FAME2 was released online this week by the New England Journal of Medicine (http://www.nejm.org/doi/full/10.1056/NEJMoa1205361?query=featured_home) while COURAGE was published in 2007 (http://www.nejm.org/doi/full/10.1056/NEJMoa070829). COURAGE was the first trial to combine state of the art (at the time) PCI with state of the art medical therapy (which still holds true today) for CAD. COURAGE has been criticized because many of the patients were VA patients and for the use of mostly bare metal stents. Critics have ignored the fact that bare metal stents are similar to drug eluting stents (DES) in most outcomes except for restenosis.

FAME2 enrolled patients with stable angina, who had one coronary vessel with at least 50% stenosis that was suitable for PCI. Inherent in these inclusion criteria is the angiographic knowledge of the patient’s coronary anatomy. Often in clinical practice we make decisions on treatment without this knowledge; but based on symptoms and noninvasive assessments alone.  Study design quality was generally good: randomization was used, randomization scheme was concealed, intention to treat analysis was used, the 2 study groups were similar at the start of the study, and the groups were treated equally other than the treatment under study.

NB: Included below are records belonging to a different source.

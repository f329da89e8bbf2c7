use skyline::{
    camera::{ProjectionKind, ViewPreset},
    controls::{Command, Controller, FrameConfig, command_for},
    models::Building,
    pipelines::LightingModel,
};
use winit::keyboard::KeyCode;

#[test]
fn keys_map_to_commands() {
    assert_eq!(command_for(KeyCode::Digit7), Some(Command::Lighting(LightingModel::Flat)));
    assert_eq!(command_for(KeyCode::Digit8), Some(Command::Lighting(LightingModel::Gouraud)));
    assert_eq!(command_for(KeyCode::Digit9), Some(Command::Lighting(LightingModel::Phong)));
    assert_eq!(command_for(KeyCode::KeyO), Some(Command::Projection(ProjectionKind::Orthographic)));
    assert_eq!(command_for(KeyCode::Digit4), Some(Command::View(ViewPreset::Top)));
    assert_eq!(command_for(KeyCode::KeyE), Some(Command::Building(Building::EmpireState)));
    assert_eq!(command_for(KeyCode::KeyL), Some(Command::ToggleDayNight));
    assert_eq!(command_for(KeyCode::Escape), Some(Command::Exit));
    assert_eq!(command_for(KeyCode::KeyQ), None);
    assert_eq!(command_for(KeyCode::ArrowLeft), None);
}

#[test]
fn presses_update_the_frame_selection() {
    let mut controller = Controller::new(FrameConfig::default());
    controller.handle_key(KeyCode::Digit7, true);
    controller.handle_key(KeyCode::KeyW, true);
    controller.handle_key(KeyCode::Digit1, true);
    controller.handle_key(KeyCode::KeyO, true);

    assert_eq!(
        controller.frame_config(),
        FrameConfig {
            lighting: LightingModel::Flat,
            projection: ProjectionKind::Orthographic,
            view: ViewPreset::Front,
            building: Building::WillisTower,
        }
    );
}

#[test]
fn releases_do_nothing_to_the_selection() {
    let start = FrameConfig::default();
    let mut controller = Controller::new(start);
    assert_eq!(controller.handle_key(KeyCode::Digit8, false), None);
    assert_eq!(controller.handle_key(KeyCode::KeyL, false), None);
    assert_eq!(controller.frame_config(), start);
}

#[test]
fn toggles_are_handed_back_to_the_caller() {
    let start = FrameConfig::default();
    let mut controller = Controller::new(start);
    assert_eq!(controller.handle_key(KeyCode::KeyL, true), Some(Command::ToggleDayNight));
    assert_eq!(controller.handle_key(KeyCode::Escape, true), Some(Command::Exit));
    assert_eq!(controller.frame_config(), start);
}

#[test]
fn arrows_are_tracked_while_held() {
    let mut controller = Controller::default();
    assert_eq!(controller.turn(), 0.0);

    controller.handle_key(KeyCode::ArrowLeft, true);
    controller.handle_key(KeyCode::ArrowUp, true);
    assert_eq!(controller.turn(), -1.0);
    assert_eq!(controller.climb(), 1.0);

    controller.handle_key(KeyCode::ArrowRight, true);
    assert_eq!(controller.turn(), 0.0);

    controller.handle_key(KeyCode::ArrowLeft, false);
    controller.handle_key(KeyCode::ArrowUp, false);
    controller.handle_key(KeyCode::ArrowDown, true);
    assert_eq!(controller.turn(), 1.0);
    assert_eq!(controller.climb(), -1.0);
}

Patients and clinicians were not blinded but this is less important in this study as the outcomes were fairly objective.

So what problems do I have with FAME2? Whenever you read a study and identify a limitation you should always ask yourself what impact that limitation could have on the results of the study. I am especially trying to identify design issues that bias the results towards one group over the other.

  1. The endpoint of the trial is a composite of death from any cause, nonfatal MI or unplanned hospitalization leading to urgent revascularization.  Patients would consider each component equally important in a good composite and clearly death would be much less preferred than urgent revascularization. Each of the components of the composite should have a similar biological mechanism and clearly they don’t. Finally the components of a good composite should be affected fairly equally by the intervention and here they aren’t (death is insignificantly reduced by 67%, MI is increased insignificantly by 5%, and revascularization is reduced by 87%). This doesn’t mean we reject the trial it just means you should look at each individual component instead of using the composite.
  2. All stenoses with a fractional flow reserve (FFR) <0.8 were treated with the current state of the art DES. Sounds great…..fix everything you see. The problem is that this biases the study positively toward the PCI group because if you fix everything and not just lesions that cause ischemia by functional testing you will leave fewer lesions to cause any problems in the future and thus need less revascularization.
  3. The trial was stopped early. Too early considering there were no formal stopping rules. Furthermore the trial was stopped because the PCI group needed less urgent revascularizations than the OMT group….a finding that was predictable as I mention in #1 above. By stopping a trial early you never know what the longer term effects of your study will be (both good and bad) .
  4. The landmark analysis using day 7 as the landmark point seems arbitrary and its rationale isn’t explained in the manuscript. This will also bias findings positively towards PCI because PCI has immediate effects whereas medications take more time to work.
  5. The study wasnt blinded and knowledge of the treatment arm could definitely influence treatment decisions. Knowing a patient was in the OMT arm and still having angina might lead to the recommendation of PCI more often than intensifying OMT.

So what should readers of FAME2 take away from the study? In patients with stable angina PCI only reduces angina and the need for future “urgent” revascularizations and this reduction is likely overestimated. PCI doesn’t prevent death and it doesn’t prevent MIs. COURAGE showed us the same thing.   Optimal medical therapy works and we should strive to get patients on OMT as outlined by COURAGE and FAME2. Finally, all studies have limitations; there is no perfect study but understanding what effect the limitations would be expected to have on the outcomes can help us better temper the results.